The simplest approach is to use your average fully loaded staff cost per hour (salary plus employer NI, pension, and overheads) for the staff member doing the task. If a senior accountant earning £45,000 fully loaded costs roughly £30 per hour, and AI tools save them four hours per week, that is £120 per week or around £6,000 per year in recovered staff time. Whether that time is reinvested in billable work or simply reduces pressure is a separate question, but the time value is real either way.
Should I include qualitative benefits when measuring AI ROI?
Yes, but separately from the financial calculation. Track qualitative benefits such as staff confidence, error reduction, and client response times alongside your time and cost numbers. They matter for the case for continued investment, but mixing them into a financial ROI figure makes the calculation harder to defend and harder to repeat.

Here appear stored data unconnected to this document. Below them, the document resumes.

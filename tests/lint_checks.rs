use crate::common::test_dir;
use course_mark::{
    config::Config,
    lint::{Linter, Severity},
    report::Report,
};
use std::path::{Path, PathBuf};

mod common;

fn run(config: Config) -> Report {
    Linter::with_config(test_dir(), config)
        .expect("failed to load content")
        .run()
        .expect("failed to run rules")
}

fn default_run() -> Report {
    run(Config::load_or_default(test_dir()).expect("failed to load configuration"))
}

fn found(report: &Report) -> Vec<(&str, Severity, &Path)> {
    report
        .diagnostics
        .iter()
        .map(|diagnostic| {
            (
                diagnostic.rule.as_str(),
                diagnostic.severity,
                diagnostic.path.as_path(),
            )
        })
        .collect()
}

#[test]
fn it_accepts_a_well_formed_course() {
    let report = default_run();

    assert!(report
        .diagnostics
        .iter()
        .all(|diagnostic| !diagnostic.path.starts_with("go")));
}

#[test]
fn it_reports_every_problem_of_a_broken_course() {
    let report = default_run();
    let lesson = Path::new("rust/rust-ownership/01-moves/01-moves.md");
    let readme = Path::new("rust/rust-ownership/README.md");
    let stray = Path::new("rust/rust-ownership/notes.md");

    assert_eq!(
        vec![
            ("attribution-footer", Severity::Error, lesson),
            ("front-matter", Severity::Error, lesson),
            ("required-sections", Severity::Warning, lesson),
            ("code-language", Severity::Warning, lesson),
            ("lesson-count", Severity::Error, readme),
            ("readme-links", Severity::Error, readme),
            ("naming", Severity::Warning, stray),
        ],
        found(&report)
    );
    assert_eq!(4, report.errors);
    assert_eq!(3, report.warnings);
    assert!(report.has_failures(false));
}

#[test]
fn it_points_at_the_broken_link() {
    let report = default_run();

    let link = report
        .diagnostics
        .iter()
        .find(|diagnostic| diagnostic.rule == "readme-links")
        .expect("broken link is reported");

    assert_eq!(
        "link `02-borrowing/README.md` points to a missing file",
        link.message
    );
    assert_eq!(Some(6), link.position.map(|position| position.line));
}

#[test]
fn it_honors_disabled_rules_and_severity_overrides() {
    let mut config = Config::load_or_default(test_dir()).expect("failed to load configuration");
    config.lint.disabled = vec![
        String::from("attribution-footer"),
        String::from("readme-links"),
        String::from("lesson-count"),
    ];
    config
        .lint
        .severity
        .insert(String::from("front-matter"), Severity::Warning);

    let report = run(config);

    assert_eq!(0, report.errors);
    assert_eq!(4, report.warnings);
    assert!(!report.has_failures(false));
    assert!(report.has_failures(true));
}

#[test]
fn it_renders_the_report_as_json() {
    let report = default_run();
    let mut buffer = Vec::new();
    report.render_json(&mut buffer).expect("renders");

    let value: serde_json::Value = serde_json::from_slice(&buffer).expect("valid json");

    assert_eq!(serde_json::json!(4), value["errors"]);
    assert_eq!(
        serde_json::json!(PathBuf::from("rust/rust-ownership/01-moves/01-moves.md")),
        value["diagnostics"][0]["path"]
    );
}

What if AI tools save time but staff just use it for other non-billable tasks?
This is a real and common situation. Time freed by AI does not automatically convert to billable hours or cost savings. If you want AI investment to translate into revenue, you need to be deliberate about what staff do with recovered time. That means identifying in advance which tasks will absorb the freed capacity, and tracking whether that actually happens. If recovered time consistently goes into lower-priority work, the ROI case weakens.
Is it worth buying a paid AI tool if the free version seems to work?
The free tiers of tools like ChatGPT and Claude are capable for internal drafting tasks that do not involve client data. For client data, the key issue is not simply whether the tool is free or paid. The practice needs appropriate contractual, security, privacy and governance controls. In many cases, that means using a business or enterprise plan with a data processing agreement, suitable admin controls, and clear internal rules on what staff can and cannot enter into the tool. Take professional advice if you are unsure what your obligations require.
How do I track AI ROI without a complicated system?
A simple spreadsheet is sufficient for most small practices. Log the task, the tool used, the time taken with AI versus the previous manual estimate, and the staff cost rate. Review it monthly. You do not need specialist software to build a defensible ROI picture. The key is consistency: logging every use of the tool, not just the impressive ones.